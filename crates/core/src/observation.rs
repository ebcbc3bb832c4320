//! Observation encoder - fixed-shape numeric views of the engine state
//!
//! Two layouts are supported, both built from the visible board (hidden rows
//! are never included) and the spawn-orientation grids of the next queue:
//!
//! - [`ObservationMode::Panels`]: a `(20 + 4 * ceil(n / 2)) x 10` grid. Rows
//!   0-19 are the visible board. Each following 4-row panel holds two queue
//!   entries side by side (columns 0-3 and 4-7); columns 8-9 and a missing
//!   second entry are zero padding. With the default queue of 5 this is 32x10.
//! - [`ObservationMode::Flat`]: a `1 x (200 + 16 * n)` vector: the visible
//!   board row-major, then every queue grid row-major, front of the queue first.
//!
//! Queue grids are written as they appear on the board (see
//! [`board_view`]), so a vertical piece is vertical in both layouts.
//! For a given mode and queue capacity the shape never changes.

use serde::{Deserialize, Serialize};

use crate::board::VisibleBoard;
use crate::shapes::{board_view, get_spawn_shape};
use crate::types::{PieceKind, BOARD_WIDTH, SHAPE_SIZE, VISIBLE_HEIGHT};

const WIDTH: usize = BOARD_WIDTH as usize;
const VISIBLE: usize = VISIBLE_HEIGHT as usize;
const SHAPES_PER_PANEL: usize = 2;

/// Observation layout
#[derive(Debug, Clone, Copy, PartialEq, Eq, Hash, Default, Serialize, Deserialize)]
#[serde(rename_all = "lowercase")]
pub enum ObservationMode {
    /// Board with next-queue panels stacked below it
    #[default]
    Panels,
    /// Single row vector
    Flat,
}

impl ObservationMode {
    /// Parse from `panels` / `flat` (case-insensitive)
    #[allow(clippy::should_implement_trait)]
    pub fn from_str(s: &str) -> Option<Self> {
        match s.trim().to_lowercase().as_str() {
            "panels" | "panel" | "grid" => Some(ObservationMode::Panels),
            "flat" | "flattened" | "vector" => Some(ObservationMode::Flat),
            _ => None,
        }
    }

    pub fn as_str(&self) -> &'static str {
        match self {
            ObservationMode::Panels => "panels",
            ObservationMode::Flat => "flat",
        }
    }

    /// `(rows, cols)` of an observation for a queue of `queue_len` entries
    pub fn dims(&self, queue_len: usize) -> (usize, usize) {
        match self {
            ObservationMode::Panels => {
                let panels = queue_len.div_ceil(SHAPES_PER_PANEL);
                (VISIBLE + SHAPE_SIZE * panels, WIDTH)
            }
            ObservationMode::Flat => (1, VISIBLE * WIDTH + SHAPE_SIZE * SHAPE_SIZE * queue_len),
        }
    }
}

/// Row-major numeric observation
#[derive(Debug, Clone, PartialEq, Eq, Hash, Serialize)]
pub struct Observation {
    pub mode: ObservationMode,
    pub rows: usize,
    pub cols: usize,
    pub cells: Vec<u8>,
}

impl Observation {
    fn zeroed(mode: ObservationMode, queue_len: usize) -> Self {
        let (rows, cols) = mode.dims(queue_len);
        Self {
            mode,
            rows,
            cols,
            cells: vec![0; rows * cols],
        }
    }

    pub fn get(&self, row: usize, col: usize) -> Option<u8> {
        if row >= self.rows || col >= self.cols {
            return None;
        }
        Some(self.cells[row * self.cols + col])
    }

    pub fn row(&self, row: usize) -> &[u8] {
        &self.cells[row * self.cols..(row + 1) * self.cols]
    }

    pub fn as_slice(&self) -> &[u8] {
        &self.cells
    }

    pub fn len(&self) -> usize {
        self.cells.len()
    }

    pub fn is_empty(&self) -> bool {
        self.cells.is_empty()
    }

    fn set(&mut self, row: usize, col: usize, value: u8) {
        self.cells[row * self.cols + col] = value;
    }
}

/// Encode the visible board and the queue into `mode`'s layout
pub fn encode(
    mode: ObservationMode,
    board: &VisibleBoard,
    queue: impl ExactSizeIterator<Item = PieceKind>,
) -> Observation {
    let mut obs = Observation::zeroed(mode, queue.len());
    match mode {
        ObservationMode::Panels => encode_panels(&mut obs, board, queue),
        ObservationMode::Flat => encode_flat(&mut obs, board, queue),
    }
    obs
}

fn encode_panels(
    obs: &mut Observation,
    board: &VisibleBoard,
    queue: impl Iterator<Item = PieceKind>,
) {
    for (y, line) in board.iter().enumerate() {
        obs.cells[y * WIDTH..(y + 1) * WIDTH].copy_from_slice(line);
    }

    for (i, kind) in queue.enumerate() {
        let top = VISIBLE + (i / SHAPES_PER_PANEL) * SHAPE_SIZE;
        let left = (i % SHAPES_PER_PANEL) * SHAPE_SIZE;
        for (dy, line) in board_view(get_spawn_shape(kind)).iter().enumerate() {
            for (dx, &v) in line.iter().enumerate() {
                obs.set(top + dy, left + dx, v);
            }
        }
    }
}

fn encode_flat(obs: &mut Observation, board: &VisibleBoard, queue: impl Iterator<Item = PieceKind>) {
    let mut cursor = 0;
    for &v in board.iter().flatten() {
        obs.cells[cursor] = v;
        cursor += 1;
    }
    for kind in queue {
        for &v in board_view(get_spawn_shape(kind)).iter().flatten() {
            obs.cells[cursor] = v;
            cursor += 1;
        }
    }
}

#[cfg(test)]
mod tests {
    use super::*;

    fn empty_board() -> VisibleBoard {
        [[0; WIDTH]; VISIBLE]
    }

    #[test]
    fn test_dims() {
        assert_eq!(ObservationMode::Panels.dims(5), (32, 10));
        assert_eq!(ObservationMode::Panels.dims(4), (28, 10));
        assert_eq!(ObservationMode::Panels.dims(1), (24, 10));
        assert_eq!(ObservationMode::Flat.dims(5), (1, 280));
    }

    #[test]
    fn test_panels_place_pairs_side_by_side() {
        let mut board = empty_board();
        board[19][0] = 3;
        let queue = [PieceKind::I, PieceKind::O, PieceKind::T];
        let obs = encode(ObservationMode::Panels, &board, queue.into_iter());

        assert_eq!((obs.rows, obs.cols), (28, 10));
        assert_eq!(obs.get(19, 0), Some(3));
        // The spawn I stands in column 1 of the first panel.
        assert!((20..24).all(|r| obs.row(r)[0..4] == [0, 1, 0, 0]));
        // O spawn grid in the right half of the first panel.
        assert_eq!(obs.row(21)[4..8], [0, 7, 7, 0]);
        assert_eq!(obs.row(22)[4..8], [0, 7, 7, 0]);
        // Padding columns stay empty.
        assert!((20..28).all(|r| obs.row(r)[8..] == [0, 0]));
        // T in the second panel, left half; right half is padding.
        assert_eq!(obs.row(24)[0..8], [0, 0, 4, 0, 0, 0, 0, 0]);
        assert_eq!(obs.row(25)[0..8], [0, 4, 4, 0, 0, 0, 0, 0]);
        assert_eq!(obs.row(26)[0..8], [0, 0, 4, 0, 0, 0, 0, 0]);
    }

    #[test]
    fn test_flat_concatenates_board_then_queue() {
        let mut board = empty_board();
        board[0][0] = 5;
        board[19][9] = 6;
        let queue = [PieceKind::Z, PieceKind::S];
        let obs = encode(ObservationMode::Flat, &board, queue.into_iter());

        assert_eq!(obs.len(), 200 + 32);
        assert_eq!(obs.cells[0], 5);
        assert_eq!(obs.cells[199], 6);
        // Z spawn stands upright: rows [0,2,0,0], [0,2,2,0], [0,0,2,0].
        assert_eq!(obs.cells[200..212], [0, 2, 0, 0, 0, 2, 2, 0, 0, 0, 2, 0]);
        // S is its mirror; row 2 is [0, 3, 0, 0].
        assert_eq!(obs.cells[216 + 8..216 + 12], [0, 3, 0, 0]);
    }

    #[test]
    fn test_mode_parsing() {
        assert_eq!(ObservationMode::from_str("FLAT"), Some(ObservationMode::Flat));
        assert_eq!(ObservationMode::from_str("panels"), Some(ObservationMode::Panels));
        assert_eq!(ObservationMode::from_str("cube"), None);
        assert_eq!(ObservationMode::default(), ObservationMode::Panels);
    }
}
//! Core game logic - pure, deterministic, and testable
//!
//! This crate holds every game rule and all engine state. It has no
//! dependency on terminals, stdin or files, so the same engine drives the
//! interactive front-end, the scripted agent loop and the tests.
//!
//! # Module Structure
//!
//! - [`shapes`]: orientation grids for the seven piece kinds and rotation order
//! - [`piece`]: the active piece; proposes candidate moves and rotations
//! - [`board`]: 10x22 grid with validity checks, locking and line clearing
//! - [`queue`]: fixed-capacity next-piece queue
//! - [`rng`]: injectable piece sources (seeded uniform, scripted)
//! - [`scoring`]: line-clear table and per-row drop score
//! - [`observation`]: fixed-shape numeric encodings of the visible state
//! - [`game`]: the engine that applies one action per step
//! - [`snapshot`]: read-only projection for renderers
//! - [`config`]: engine configuration with environment overrides
//!
//! # Game Rules
//!
//! - **Uniform pieces**: every spawn is an independent uniform draw over the
//!   seven kinds
//! - **Vertical kicks**: a blocked rotation retries one row down, then one row up
//! - **Hold**: one slot, usable once until the next lock
//! - **Scoring**: 40 / 100 / 300 / 1200 for 1-4 rows, plus one point per row
//!   moved down by a soft or hard drop
//! - **Horizon**: an episode may be capped at a number of counted steps
//!
//! # Example
//!
//! ```
//! use tetris_env_core::{EngineConfig, Tetris};
//! use tetris_env_types::Action;
//!
//! let mut game = Tetris::new(EngineConfig::default().with_seed(12345));
//! let obs = game.reset();
//! assert_eq!((obs.rows, obs.cols), (32, 10));
//!
//! game.step(Action::MoveRight);
//! game.step(Action::RotateCw);
//! let result = game.step(Action::HardDrop);
//!
//! assert!(result.reward > 0); // Hard drop awards points per row
//! assert_eq!(game.get_score(), result.reward);
//! ```

pub mod board;
pub mod config;
pub mod game;
pub mod observation;
pub mod piece;
pub mod queue;
pub mod rng;
pub mod scoring;
pub mod shapes;
pub mod snapshot;

pub use tetris_env_types as types;

// Re-export commonly used types for convenience
pub use board::{Board, VisibleBoard};
pub use config::EngineConfig;
pub use game::{EpisodeSummary, GameOverCause, Render, RenderMode, StepResult, Tetris};
pub use observation::{Observation, ObservationMode};
pub use piece::{Piece, Position};
pub use queue::NextQueue;
pub use rng::{PieceSource, ScriptedSource, UniformSource};
pub use scoring::{drop_score, line_clear_score};
pub use shapes::{get_shape, get_spawn_shape, ShapeGrid};
pub use snapshot::{ActiveSnapshot, GameSnapshot};
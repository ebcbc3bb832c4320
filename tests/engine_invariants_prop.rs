//! Property tests for the step kernel.
//!
//! Random seeds and random action-code streams (including unknown codes) must
//! never break the engine's structural invariants:
//! - every board cell holds 0..=7
//! - the observation shape never changes within a configuration
//! - the score is the running sum of rewards
//! - game over means no active piece, and nothing changes afterwards
//! - only recognized non-noop actions on a live piece advance the step count

use proptest::prelude::*;
use tetris_env::core::{EngineConfig, ObservationMode, Tetris};
use tetris_env::types::{Action, MAX_CELL_VALUE};

fn modes() -> impl Strategy<Value = ObservationMode> {
    prop_oneof![Just(ObservationMode::Panels), Just(ObservationMode::Flat)]
}

proptest! {
    #![proptest_config(ProptestConfig::with_cases(64))]

    #[test]
    fn rollout_preserves_invariants(
        seed in any::<u64>(),
        queue in 1usize..7,
        mode in modes(),
        codes in prop::collection::vec(-2i64..10, 1..400),
    ) {
        let config = EngineConfig::default()
            .with_seed(seed)
            .with_horizon(None)
            .with_next_queue_size(queue)
            .with_observation(mode);
        let mut game = Tetris::new(config);
        let first = game.reset();
        let dims = (first.rows, first.cols);
        prop_assert_eq!(dims, mode.dims(queue));

        let mut total = 0u32;
        let mut counted = 0u32;
        for code in codes {
            let live = !game.is_game_over() && game.active().is_some();
            let recognized = matches!(Action::from_code(code), Some(a) if a != Action::Noop);
            let before_over = game.is_game_over();
            let before_score = game.get_score();

            let result = game.step_code(code);
            total += result.reward;
            if live && recognized {
                counted += 1;
            }

            prop_assert!(game.board().cells().iter().all(|&c| c <= MAX_CELL_VALUE));
            prop_assert_eq!((result.observation.rows, result.observation.cols), dims);
            prop_assert_eq!(result.observation.len(), dims.0 * dims.1);
            prop_assert!(result.observation.as_slice().iter().all(|&c| c <= MAX_CELL_VALUE));
            prop_assert_eq!(game.get_score(), total);
            prop_assert_eq!(result.game_over, game.is_game_over());
            prop_assert_eq!(game.elapsed_steps(), counted);
            prop_assert_eq!(game.next_queue().len(), queue);

            if game.is_game_over() {
                prop_assert!(game.active().is_none());
            }
            if before_over {
                prop_assert_eq!(result.reward, 0);
                prop_assert_eq!(game.get_score(), before_score);
            }
        }
    }

    #[test]
    fn horizon_ends_episode_at_exactly_n_counted_steps(
        seed in any::<u64>(),
        horizon in 1u32..60,
    ) {
        let config = EngineConfig::default().with_seed(seed).with_horizon(Some(horizon));
        let mut game = Tetris::new(config);
        game.reset();

        // Lateral moves never lock, so the horizon is the only way to end.
        for step in 1..=horizon {
            let action = if step % 2 == 0 { Action::MoveLeft } else { Action::MoveRight };
            let result = game.step(action);
            prop_assert_eq!(result.game_over, step == horizon);
        }
        prop_assert_eq!(game.elapsed_steps(), horizon);
    }
}
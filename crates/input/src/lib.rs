//! Terminal input module (engine-facing).
//!
//! Maps `crossterm` key events onto [`crate::types::Action`] plus the two
//! session keys (start and quit). There is no key-repeat handling here: the
//! engine is turn-based, so every press is exactly one step.

pub mod map;

pub use tetris_env_types as types;

pub use map::{handle_key_event, is_press, is_start_key, should_quit};
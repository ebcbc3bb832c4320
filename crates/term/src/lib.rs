//! Terminal "game renderer" module.
//!
//! A small, game-oriented rendering layer: a [`GameView`] paints a
//! [`core::GameSnapshot`](crate::core::GameSnapshot) into a [`FrameBuffer`], and a
//! [`TerminalRenderer`] flushes framebuffers to the terminal. No widget or
//! layout library is involved, which keeps control over the aspect ratio
//! (2 columns per board cell).

pub mod fb;
pub mod game_view;
pub mod renderer;

pub use tetris_env_core as core;
pub use tetris_env_types as types;

pub use fb::{Cell, CellStyle, FrameBuffer, Rgb};
pub use game_view::{AnchorY, GameView, Viewport, PREVIEW_COUNT};
pub use renderer::{encode_diff_into, encode_full_into, TerminalRenderer};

============

About this task =
Answer with a single number, the count of lines above that contain "PieceKind".

Result for this exercise =
6